▶ **What is required**:
The word "must" occurs in some lines of the data. Return each such line.

▶ **Saved data entries**:
============
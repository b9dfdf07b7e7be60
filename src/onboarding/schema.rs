//! Step kinds, the fields each one requires, and password rules.

use serde::{Deserialize, Serialize};

/// One screen of the signup wizard.
#[derive(Debug, Clone, Copy, PartialEq, Eq, Serialize, Deserialize)]
#[serde(rename_all = "snake_case")]
pub enum StepKind {
    /// Email, password and role.
    Credentials,
    City,
    Address,
    /// Driving licence number.
    License,
    /// Vehicle type, vehicle info and licence photo.
    Vehicle,
    /// Terms read-receipt and agreement.
    Consent,
}

impl StepKind {
    /// Field names this step requires before the wizard moves forward.
    pub fn required_fields(&self) -> &'static [&'static str] {
        match self {
            Self::Credentials => &["email", "password", "role"],
            Self::City => &["city"],
            Self::Address => &["address"],
            Self::License => &["license_number"],
            Self::Vehicle => &["vehicle_type", "vehicle_info", "license_photo"],
            Self::Consent => &["has_scrolled_to_end", "agreed"],
        }
    }
}

impl std::fmt::Display for StepKind {
    fn fmt(&self, f: &mut std::fmt::Formatter<'_>) -> std::fmt::Result {
        let s = match self {
            Self::Credentials => "credentials",
            Self::City => "city",
            Self::Address => "address",
            Self::License => "license",
            Self::Vehicle => "vehicle",
            Self::Consent => "consent",
        };
        write!(f, "{s}")
    }
}

/// Customer track: credentials, city, address, consent.
pub const CUSTOMER_TRACK: [StepKind; 4] = [
    StepKind::Credentials,
    StepKind::City,
    StepKind::Address,
    StepKind::Consent,
];

/// Driver/operator/staff track: credentials, licence, vehicle, consent.
pub const COURIER_TRACK: [StepKind; 4] = [
    StepKind::Credentials,
    StepKind::License,
    StepKind::Vehicle,
    StepKind::Consent,
];

/// Password strength rule applied at the credentials step.
#[derive(Debug, Clone, PartialEq, Eq, Serialize, Deserialize)]
pub struct PasswordPolicy {
    pub min_length: usize,
    pub require_uppercase: bool,
    pub require_digit: bool,
}

impl PasswordPolicy {
    /// Minimum 8 characters, one uppercase letter, one digit.
    pub fn strong() -> Self {
        Self {
            min_length: 8,
            require_uppercase: true,
            require_digit: true,
        }
    }

    /// Every rule the password breaks, in a stable order.
    pub fn violations(&self, password: &str) -> Vec<String> {
        let mut problems = Vec::new();
        if password.chars().count() < self.min_length {
            problems.push(format!("must be at least {} characters", self.min_length));
        }
        if self.require_uppercase && !password.chars().any(|c| c.is_uppercase()) {
            problems.push("must contain an uppercase letter".to_string());
        }
        if self.require_digit && !password.chars().any(|c| c.is_ascii_digit()) {
            problems.push("must contain a digit".to_string());
        }
        problems
    }
}

#[cfg(test)]
mod tests {
    use super::*;

    #[test]
    fn tracks_start_with_credentials_and_end_with_consent() {
        for track in [CUSTOMER_TRACK, COURIER_TRACK] {
            assert_eq!(track.first(), Some(&StepKind::Credentials));
            assert_eq!(track.last(), Some(&StepKind::Consent));
        }
    }

    #[test]
    fn vehicle_step_requires_photo() {
        assert!(StepKind::Vehicle.required_fields().contains(&"license_photo"));
    }

    #[test]
    fn strong_policy_reports_each_violation() {
        let policy = PasswordPolicy::strong();
        assert!(policy.violations("Secret123").is_empty());
        assert_eq!(policy.violations("x").len(), 3);
        assert_eq!(
            policy.violations("secret123"),
            vec!["must contain an uppercase letter".to_string()]
        );
        assert_eq!(
            policy.violations("SecretPass"),
            vec!["must contain a digit".to_string()]
        );
        assert_eq!(policy.violations("Sec1").len(), 1);
    }

    #[test]
    fn display_matches_serde() {
        for kind in COURIER_TRACK.iter().chain(CUSTOMER_TRACK.iter()) {
            let json = serde_json::to_string(kind).unwrap();
            assert_eq!(format!("\"{kind}\""), json);
        }
    }
}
============
▶ **Response**:
            problems.push(format!("must be at least {} characters", self.min_length));
            problems.push("must contain an uppercase letter".to_string());
            problems.push("must contain a digit".to_string());
            vec!["must contain an uppercase letter".to_string()]
            vec!["must contain a digit".to_string()]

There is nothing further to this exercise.